The next day Tim and I set out to hike San Cristobal, which is a hill overlooking the city with a large Virgin Mary statue at the top. We had read that you can either take a funicular to the top, or hike, so we decided to try to hike it. When we set out, we passed by one trail that had caution tape blocking it, so we figured the trail we wanted would be up ahead a bit more. We got to what looked like a rough hiking trail and started heading in. We realized pretty quickly that this may not be the actual trail but kept going on and up since it was eroded enough to look like it might be the right trail. Our second sign that things might be sketchy was when we passed by a bunch of shrubbery that had packages of junk food around it and what I swear was a person hiding in there. Yet we kept going, and eventually got to a wooden fence. At first we thought this was a great sign because it surely meant we were on the trail- but after a few meters I was thinking this fence was a little too run down to be something maintained by the park service. The last straw was when we came near a house made of logs and sticks, with what looked like an inflatable pink Teletubby or clown in front of it, holding a bright red stop sign. We got the feeling we were encroaching on some creepy psycho’s front yard so we hightailed it back down to the main road to avoid getting, you know, kidnapped or something.

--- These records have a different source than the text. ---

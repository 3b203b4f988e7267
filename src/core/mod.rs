//! Core card database records
//!
//! Strongly typed shapes shared by the normalizer and every emitter.

pub mod card;
pub mod metadata;
pub mod set;

pub use card::{CardSet, CostValue, NameList, NormalizedCard, Ruling, RulingReference};
pub use metadata::ExportMetadata;
pub use set::SetInfo;
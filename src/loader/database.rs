//! Normalized card database
//!
//! Holds one run's normalized cards, tokens and set list, and splits the
//! cards into crypt and library.

use crate::core::{ExportMetadata, NormalizedCard, SetInfo};
use crate::export::CardDatabaseDocument;
use crate::loader::card::{CardNormalizer, NormalizeReport};
use crate::loader::raw::RawFeed;
use crate::loader::tokens::builtin_tokens;
use crate::profile::OutputProfile;
use tracing::info;

/// Crypt and library halves of a card collection
#[derive(Debug, Clone, Default, PartialEq, Eq)]
pub struct Partition {
    pub crypt: Vec<NormalizedCard>,
    pub library: Vec<NormalizedCard>,
}

/// Stable partition on `is_crypt`
///
/// Every card lands in exactly one half; order within each half is the
/// input order.
pub fn partition(cards: impl IntoIterator<Item = NormalizedCard>) -> Partition {
    let (crypt, library) = cards.into_iter().partition(|card| card.is_crypt);
    Partition { crypt, library }
}

/// Database of normalized cards for a single export run
#[derive(Debug, Clone, Default)]
pub struct CardDatabase {
    cards: Vec<NormalizedCard>,
    sets: Vec<SetInfo>,
}

impl CardDatabase {
    /// Create an empty database
    pub fn new() -> Self {
        CardDatabase::default()
    }

    /// Normalize a feed snapshot into a database
    ///
    /// Built-in tokens are appended after the feed's cards when the profile
    /// includes tokens. The report lists skipped records and unknown sets.
    pub fn build(feed: &RawFeed, profile: &OutputProfile) -> (Self, NormalizeReport) {
        let mut report = CardNormalizer::new(profile).normalize_feed(feed);

        let mut db = CardDatabase {
            cards: std::mem::take(&mut report.cards),
            sets: report.sets.clone(),
        };
        if profile.include_tokens {
            for token in builtin_tokens(profile) {
                db.add_card(token);
            }
        }

        info!(
            cards = db.len(),
            sets = db.sets.len(),
            skipped = report.skipped.len(),
            "normalized card feed"
        );
        (db, report)
    }

    /// Add a single card to the database
    pub fn add_card(&mut self, card: NormalizedCard) {
        self.cards.push(card);
    }

    pub fn cards(&self) -> &[NormalizedCard] {
        &self.cards
    }

    pub fn sets(&self) -> &[SetInfo] {
        &self.sets
    }

    /// Non-token cards, in feed order
    pub fn real_cards(&self) -> impl Iterator<Item = &NormalizedCard> {
        self.cards.iter().filter(|card| !card.is_token)
    }

    pub fn tokens(&self) -> impl Iterator<Item = &NormalizedCard> {
        self.cards.iter().filter(|card| card.is_token)
    }

    /// Crypt/library split of every card, tokens included
    pub fn partition(&self) -> Partition {
        partition(self.cards.iter().cloned())
    }

    /// Total number of cards in database
    pub fn len(&self) -> usize {
        self.cards.len()
    }

    /// Check if database is empty
    pub fn is_empty(&self) -> bool {
        self.cards.is_empty()
    }

    /// Assemble the logical document every emitter serializes
    pub fn to_document(&self, info: ExportMetadata, profile: &OutputProfile) -> CardDatabaseDocument {
        let (cards, tokens) = if profile.separate_tokens {
            (
                self.real_cards().cloned().collect(),
                self.tokens().cloned().collect(),
            )
        } else {
            (self.cards.clone(), Vec::new())
        };

        CardDatabaseDocument {
            info,
            sets: self.sets.clone(),
            cards,
            tokens,
        }
    }
}

#[cfg(test)]
mod tests {
    use super::*;
    use crate::core::NameList;
    use crate::loader::raw::RawCard;

    fn card(name: &str, card_type: &str) -> NormalizedCard {
        let mut types = NameList::new();
        types.push(card_type.to_string());
        NormalizedCard::new(name, types)
    }

    fn raw(name: &str, card_type: &str) -> RawCard {
        RawCard {
            name: Some(name.to_string()),
            types: Some(vec![card_type.to_string()]),
            url: Some(format!("https://example.org/{name}")),
            ..RawCard::default()
        }
    }

    #[test]
    fn test_empty_database() {
        let db = CardDatabase::new();
        assert_eq!(db.len(), 0);
        assert!(db.is_empty());
    }

    #[test]
    fn test_partition_is_stable_and_total() {
        let cards = vec![
            card("Anson", "Vampire"),
            card("Blood Doll", "Master"),
            card("Tom Fuller", "Imbued"),
            card("Deflection", "Reaction"),
            card("Beckett", "Vampire"),
        ];

        let split = partition(cards);
        let crypt: Vec<&str> = split.crypt.iter().map(|c| c.name.as_str()).collect();
        let library: Vec<&str> = split.library.iter().map(|c| c.name.as_str()).collect();

        assert_eq!(crypt, vec!["Anson", "Tom Fuller", "Beckett"]);
        assert_eq!(library, vec!["Blood Doll", "Deflection"]);
    }

    #[test]
    fn test_build_appends_tokens() {
        let feed = RawFeed::from_cards(vec![raw("Anson", "Vampire"), raw("Blood Doll", "Master")]);

        let (db, report) = CardDatabase::build(&feed, &OutputProfile::wmrh());
        assert!(report.skipped.is_empty());
        assert_eq!(db.real_cards().count(), 2);
        assert_eq!(db.tokens().count(), 3);
        assert!(db.tokens().any(|t| t.name == "The Edge"));
        // Tokens go through the same field filter as feed cards
        assert!(db.cards().iter().all(|c| c.text.is_none()));

        let (db, _) = CardDatabase::build(&feed, &OutputProfile::wmrh().with_tokens(false));
        assert_eq!(db.tokens().count(), 0);
        assert_eq!(db.len(), 2);
    }

    #[test]
    fn test_document_separates_tokens_on_request() {
        let feed = RawFeed::from_cards(vec![raw("Anson", "Vampire")]);
        let meta = ExportMetadata::now("tester", "feed.json", "1");

        let profile = OutputProfile::wmrh();
        let (db, _) = CardDatabase::build(&feed, &profile);
        let doc = db.to_document(meta.clone(), &profile);
        assert_eq!(doc.cards.len(), 4);
        assert!(doc.tokens.is_empty());

        let profile = OutputProfile::wmrh().with_separate_tokens(true);
        let doc = db.to_document(meta, &profile);
        assert_eq!(doc.cards.len(), 1);
        assert_eq!(doc.tokens.len(), 3);
    }
}
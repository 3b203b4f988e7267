//! Export encodings
//!
//! Every emitter serializes the same [`CardDatabaseDocument`]; decoders
//! read each encoding back into that document.

pub mod binary;
pub mod document;
pub mod json;
pub mod markup;
pub mod validate;
pub mod xml_tree;

pub use binary::{BinaryEmitter, Compression};
pub use document::CardDatabaseDocument;
pub use json::JsonEmitter;
pub use markup::MarkupEmitter;
pub use validate::{SchemaViolation, XsdSchema};

use crate::{ExportError, Result};
use std::path::Path;

/// Serializer for one output encoding
pub trait Emitter {
    /// Short encoding name, for logs and summaries
    fn name(&self) -> &'static str;

    fn emit(&self, doc: &CardDatabaseDocument) -> Result<Vec<u8>>;
}

/// Encoding of an artifact on disk
#[derive(Debug, Clone, Copy, PartialEq, Eq)]
pub enum ArtifactFormat {
    Xml,
    Json,
    Binary,
}

impl ArtifactFormat {
    fn from_extension(ext: &str) -> Option<Self> {
        match ext {
            "xml" => Some(ArtifactFormat::Xml),
            "json" => Some(ArtifactFormat::Json),
            "msgpack" | "mpk" | "bin" => Some(ArtifactFormat::Binary),
            _ => None,
        }
    }

    /// Detect format and compression from a file name
    ///
    /// `cards.bin.zst` is zstd-compressed binary, `cards.xml` plain markup.
    pub fn detect(path: &Path) -> Result<(Self, Option<Compression>)> {
        let unsupported = || ExportError::UnsupportedArtifact(path.display().to_string());
        let ext = path
            .extension()
            .and_then(|e| e.to_str())
            .map(str::to_lowercase)
            .ok_or_else(unsupported)?;

        if let Some(compression) = Compression::from_extension(&ext) {
            let inner = path
                .file_stem()
                .map(Path::new)
                .and_then(|stem| stem.extension())
                .and_then(|e| e.to_str())
                .map(str::to_lowercase)
                .ok_or_else(unsupported)?;
            let format = Self::from_extension(&inner).ok_or_else(unsupported)?;
            return Ok((format, Some(compression)));
        }

        Self::from_extension(&ext)
            .map(|format| (format, None))
            .ok_or_else(unsupported)
    }

    pub fn decode(self, bytes: &[u8]) -> Result<CardDatabaseDocument> {
        match self {
            ArtifactFormat::Xml => markup::from_xml(bytes),
            ArtifactFormat::Json => json::from_json(bytes),
            ArtifactFormat::Binary => binary::from_binary(bytes),
        }
    }
}

/// Decode artifact bytes given the artifact's file name
pub fn decode_bytes(path: &Path, bytes: &[u8]) -> Result<CardDatabaseDocument> {
    let (format, compression) = ArtifactFormat::detect(path)?;
    match compression {
        Some(compression) => format.decode(&compression.decompress(bytes)?),
        None => format.decode(bytes),
    }
}

/// Read and decode any artifact this crate writes
pub async fn decode_artifact(path: &Path) -> Result<CardDatabaseDocument> {
    let bytes = tokio::fs::read(path).await?;
    decode_bytes(path, &bytes)
}
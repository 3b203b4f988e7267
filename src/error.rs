//! Error types for the card database exporter

use thiserror::Error;

#[derive(Error, Debug)]
pub enum ExportError {
    #[error("Card feed unavailable: {0}")]
    SourceUnavailable(String),

    #[error("Malformed record #{index} ({}): {reason}", name.as_deref().unwrap_or("<unnamed>"))]
    MalformedRecord {
        index: usize,
        name: Option<String>,
        reason: String,
    },

    #[error("Schema unavailable: {0}")]
    SchemaUnavailable(String),

    #[error("Invalid schema document: {0}")]
    SchemaInvalid(String),

    #[error("Invalid XML: {0}")]
    InvalidXml(String),

    #[error("Serialization error: {0}")]
    SerializationError(String),

    #[error("Unsupported artifact: {0}")]
    UnsupportedArtifact(String),

    #[error("No requested artifact could be written: {0}")]
    OutputFailed(String),

    #[error("IO error: {0}")]
    IoError(#[from] std::io::Error),

    #[error("HTTP error: {0}")]
    HttpError(#[from] reqwest::Error),
}

pub type Result<T> = std::result::Result<T, ExportError>;

impl From<quick_xml::Error> for ExportError {
    fn from(e: quick_xml::Error) -> Self {
        ExportError::InvalidXml(e.to_string())
    }
}

impl From<serde_json::Error> for ExportError {
    fn from(e: serde_json::Error) -> Self {
        ExportError::SerializationError(e.to_string())
    }
}

#[cfg(test)]
mod tests {
    use super::*;

    #[test]
    fn test_malformed_record_message_names_card() {
        let err = ExportError::MalformedRecord {
            index: 4,
            name: Some("Aabbt Kindred".to_string()),
            reason: "missing field `types`".to_string(),
        };
        assert_eq!(
            err.to_string(),
            "Malformed record #4 (Aabbt Kindred): missing field `types`"
        );

        let unnamed = ExportError::MalformedRecord {
            index: 0,
            name: None,
            reason: "missing field `name`".to_string(),
        };
        assert!(unnamed.to_string().contains("<unnamed>"));
    }
}
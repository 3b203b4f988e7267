//! XML card database
//!
//! Layout:
//!
//! ```text
//! <wmrh_carddatabase xsi:schemaLocation="urn:..." version="1">
//!   <info> author, createdAt, sourceUrl </info>
//!   <sets> <set> code, name, release_date? </set>* </sets>
//!   <cards> <card>...</card>* </cards>
//!   <tokens> <card>...</card>* </tokens>?
//! </wmrh_carddatabase>
//! ```
//!
//! Card children follow `NormalizedCard` field order. Absent fields and
//! empty lists produce no element at all.

use super::xml_tree::XmlNode;
use super::{CardDatabaseDocument, Emitter};
use crate::core::{
    CardSet, CostValue, ExportMetadata, NameList, NormalizedCard, Ruling, RulingReference, SetInfo,
};
use crate::{ExportError, Result};
use quick_xml::events::{BytesDecl, BytesEnd, BytesStart, BytesText, Event};
use quick_xml::Writer;

pub const ROOT_ELEMENT: &str = "wmrh_carddatabase";
pub const XSI_NAMESPACE: &str = "http://www.w3.org/2001/XMLSchema-instance";

/// Wrapper element and per-value child for each name list
const NAME_LISTS: [(&str, &str); 3] = [
    ("types", "type"),
    ("clans", "clan"),
    ("disciplines", "discipline"),
];

pub struct MarkupEmitter {
    /// Schema URL advertised in `xsi:schemaLocation`
    pub schema_location: String,
}

impl MarkupEmitter {
    pub fn new(schema_location: impl Into<String>) -> Self {
        MarkupEmitter {
            schema_location: schema_location.into(),
        }
    }
}

impl Emitter for MarkupEmitter {
    fn name(&self) -> &'static str {
        "xml"
    }

    fn emit(&self, doc: &CardDatabaseDocument) -> Result<Vec<u8>> {
        let mut w = Writer::new_with_indent(Vec::new(), b' ', 2);
        w.write_event(Event::Decl(BytesDecl::new("1.0", Some("UTF-8"), None)))?;

        let schema_location = format!("urn:{}", self.schema_location);
        let root = BytesStart::new(ROOT_ELEMENT).with_attributes([
            ("xmlns:xsi", XSI_NAMESPACE),
            ("xsi:schemaLocation", schema_location.as_str()),
            ("version", doc.info.format_version.as_str()),
        ]);
        w.write_event(Event::Start(root))?;

        start(&mut w, "info")?;
        text_element(&mut w, "author", &doc.info.author)?;
        text_element(&mut w, "createdAt", &doc.info.created_at)?;
        text_element(&mut w, "sourceUrl", &doc.info.source_url)?;
        end(&mut w, "info")?;

        start(&mut w, "sets")?;
        for set in &doc.sets {
            start(&mut w, "set")?;
            text_element(&mut w, "code", &set.code)?;
            text_element(&mut w, "name", &set.name)?;
            if let Some(date) = &set.release_date {
                text_element(&mut w, "release_date", date)?;
            }
            end(&mut w, "set")?;
        }
        end(&mut w, "sets")?;

        write_card_list(&mut w, "cards", &doc.cards)?;
        if !doc.tokens.is_empty() {
            write_card_list(&mut w, "tokens", &doc.tokens)?;
        }

        end(&mut w, ROOT_ELEMENT)?;

        let mut bytes = w.into_inner();
        bytes.push(b'\n');
        Ok(bytes)
    }
}

type XmlWriter = Writer<Vec<u8>>;

fn start(w: &mut XmlWriter, name: &str) -> Result<()> {
    w.write_event(Event::Start(BytesStart::new(name)))?;
    Ok(())
}

fn end(w: &mut XmlWriter, name: &str) -> Result<()> {
    w.write_event(Event::End(BytesEnd::new(name)))?;
    Ok(())
}

fn text_element(w: &mut XmlWriter, name: &str, text: &str) -> Result<()> {
    if text.is_empty() {
        w.write_event(Event::Empty(BytesStart::new(name)))?;
        return Ok(());
    }
    start(w, name)?;
    w.write_event(Event::Text(BytesText::new(text)))?;
    end(w, name)
}

fn write_card_list(w: &mut XmlWriter, section: &str, cards: &[NormalizedCard]) -> Result<()> {
    start(w, section)?;
    for card in cards {
        write_card(w, card)?;
    }
    end(w, section)
}

fn write_card(w: &mut XmlWriter, card: &NormalizedCard) -> Result<()> {
    start(w, "card")?;

    if let Some(id) = card.id {
        text_element(w, "id", &id.to_string())?;
    }
    text_element(w, "name", &card.name)?;
    if let Some(printed) = &card.printed_name {
        text_element(w, "printed_name", printed)?;
    }
    if let Some(url) = &card.url {
        text_element(w, "url", url)?;
    }

    let lists = [&card.types, &card.clans, &card.disciplines];
    for ((wrapper, item), values) in NAME_LISTS.iter().zip(lists) {
        if values.is_empty() {
            continue;
        }
        start(w, wrapper)?;
        for value in values.iter() {
            text_element(w, item, value)?;
        }
        end(w, wrapper)?;
    }

    if let Some(group) = card.group {
        text_element(w, "group", &group.to_string())?;
    }
    if let Some(capacity) = card.capacity {
        text_element(w, "capacity", &capacity.to_string())?;
    }
    if let Some(cost) = &card.pool_cost {
        text_element(w, "pool_cost", &cost.to_string())?;
    }
    if let Some(cost) = &card.blood_cost {
        text_element(w, "blood_cost", &cost.to_string())?;
    }
    if let Some(banned) = &card.banned {
        text_element(w, "banned", banned)?;
    }
    text_element(w, "is_crypt", bool_text(card.is_crypt))?;
    text_element(w, "is_token", bool_text(card.is_token))?;
    if let Some(text) = &card.text {
        text_element(w, "text", text)?;
    }

    if !card.sets.is_empty() {
        start(w, "sets")?;
        for set in &card.sets {
            let elem = BytesStart::new("set")
                .with_attributes([("name", set.name.as_str()), ("picURL", set.pic_url.as_str())]);
            w.write_event(Event::Empty(elem))?;
        }
        end(w, "sets")?;
    }

    if !card.rulings.is_empty() {
        start(w, "rulings")?;
        for ruling in &card.rulings {
            start(w, "ruling")?;
            text_element(w, "text", &ruling.text)?;
            for reference in &ruling.references {
                let elem = BytesStart::new("link").with_attributes([("tag", reference.label.as_str())]);
                w.write_event(Event::Start(elem))?;
                w.write_event(Event::Text(BytesText::new(&reference.url)))?;
                end(w, "link")?;
            }
            end(w, "ruling")?;
        }
        end(w, "rulings")?;
    }

    end(w, "card")
}

fn bool_text(value: bool) -> &'static str {
    if value {
        "true"
    } else {
        "false"
    }
}

/// Read a document written by [`MarkupEmitter`]
pub fn from_xml(bytes: &[u8]) -> Result<CardDatabaseDocument> {
    let root = XmlNode::parse(bytes)?;
    if root.name != ROOT_ELEMENT {
        return Err(ExportError::InvalidXml(format!(
            "expected <{ROOT_ELEMENT}> root, found <{}>",
            root.name
        )));
    }

    let info = root
        .child("info")
        .ok_or_else(|| missing("info", ROOT_ELEMENT))?;
    let info = ExportMetadata {
        author: required_text(info, "author")?,
        created_at: required_text(info, "createdAt")?,
        source_url: required_text(info, "sourceUrl")?,
        format_version: root.attr("version").unwrap_or_default().to_string(),
    };

    let sets = match root.child("sets") {
        Some(sets) => sets
            .children_named("set")
            .map(|set| {
                Ok(SetInfo {
                    code: required_text(set, "code")?,
                    name: required_text(set, "name")?,
                    release_date: set.child_text("release_date").map(str::to_string),
                })
            })
            .collect::<Result<Vec<_>>>()?,
        None => Vec::new(),
    };

    Ok(CardDatabaseDocument {
        info,
        sets,
        cards: read_card_list(root.child("cards"))?,
        tokens: read_card_list(root.child("tokens"))?,
    })
}

fn read_card_list(section: Option<&XmlNode>) -> Result<Vec<NormalizedCard>> {
    match section {
        Some(section) => section.children_named("card").map(read_card).collect(),
        None => Ok(Vec::new()),
    }
}

fn read_card(node: &XmlNode) -> Result<NormalizedCard> {
    let name = required_text(node, "name")?;

    let mut lists: [NameList; 3] = Default::default();
    for ((wrapper, item), list) in NAME_LISTS.iter().zip(lists.iter_mut()) {
        if let Some(wrapper) = node.child(wrapper) {
            list.extend(wrapper.children_named(item).map(|c| c.text.clone()));
        }
    }
    let [types, clans, disciplines] = lists;

    let mut card = NormalizedCard::new(name, types);
    card.clans = clans;
    card.disciplines = disciplines;
    card.id = optional_number(node, "id")?;
    card.printed_name = node.child_text("printed_name").map(str::to_string);
    card.url = node.child_text("url").map(str::to_string);
    card.group = optional_number(node, "group")?;
    card.capacity = optional_number(node, "capacity")?;
    card.pool_cost = node.child_text("pool_cost").map(CostValue::parse);
    card.blood_cost = node.child_text("blood_cost").map(CostValue::parse);
    card.banned = node.child_text("banned").map(str::to_string);
    card.is_crypt = read_bool(node, "is_crypt")?.unwrap_or(card.is_crypt);
    card.is_token = read_bool(node, "is_token")?.unwrap_or(false);
    card.text = node.child_text("text").map(str::to_string);

    if let Some(sets) = node.child("sets") {
        card.sets = sets
            .children_named("set")
            .map(|set| {
                Ok(CardSet {
                    name: required_attr(set, "name")?,
                    pic_url: required_attr(set, "picURL")?,
                })
            })
            .collect::<Result<_>>()?;
    }

    if let Some(rulings) = node.child("rulings") {
        card.rulings = rulings
            .children_named("ruling")
            .map(|ruling| {
                let references = ruling
                    .children_named("link")
                    .map(|link| {
                        Ok(RulingReference {
                            label: required_attr(link, "tag")?,
                            url: link.text.clone(),
                        })
                    })
                    .collect::<Result<_>>()?;
                Ok(Ruling {
                    text: ruling.child_text("text").unwrap_or_default().to_string(),
                    references,
                })
            })
            .collect::<Result<_>>()?;
    }

    Ok(card)
}

fn missing(what: &str, parent: &str) -> ExportError {
    ExportError::InvalidXml(format!("<{parent}> is missing <{what}>"))
}

fn required_text(node: &XmlNode, name: &str) -> Result<String> {
    node.child_text(name)
        .map(str::to_string)
        .ok_or_else(|| missing(name, &node.name))
}

fn required_attr(node: &XmlNode, key: &str) -> Result<String> {
    node.attr(key).map(str::to_string).ok_or_else(|| {
        ExportError::InvalidXml(format!("<{}> is missing attribute '{key}'", node.name))
    })
}

fn optional_number(node: &XmlNode, name: &str) -> Result<Option<u32>> {
    node.child_text(name)
        .map(|text| {
            text.trim().parse::<u32>().map_err(|_| {
                ExportError::InvalidXml(format!("<{name}> is not a number: '{text}'"))
            })
        })
        .transpose()
}

fn read_bool(node: &XmlNode, name: &str) -> Result<Option<bool>> {
    node.child_text(name)
        .map(|text| match text.trim() {
            "true" => Ok(true),
            "false" => Ok(false),
            other => Err(ExportError::InvalidXml(format!(
                "<{name}> is not a boolean: '{other}'"
            ))),
        })
        .transpose()
}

We never did find the trail, and instead took the funicular up to the top. We got a great view of the city and toured a charming little stone church by the Virgin Mary statue, and spent about an hour up there looking around overall. So while our hike didn’t really pan out, we were glad we at least took the funicular up.

That night, our last Friday night in South America, Tim, Becky and I went out to dinner and for drinks. We took Becky back to the famous Santiago bar and all got earthquakes. The bar itself has a great vibe, similar to a beer garden, but the drinks taste like poison and are strong enough to probably actually be poison. We each had only two, but were sufficiently drunk to call it a night at that point. But we had a great time socializing with the locals and it was a memorable and fun way to celebrate our last weekend in South America.

And now I’m on an overnight AirFrance flight to London, getting ready to wind down for bed and enjoying the in-flight entertainment. It’s surreal to us that we’ve already been on the road for nearly 3 months. South America taught us a lot about the culture, the food, and even some of the language (though we struggled throughout with Spanish). Adios South America!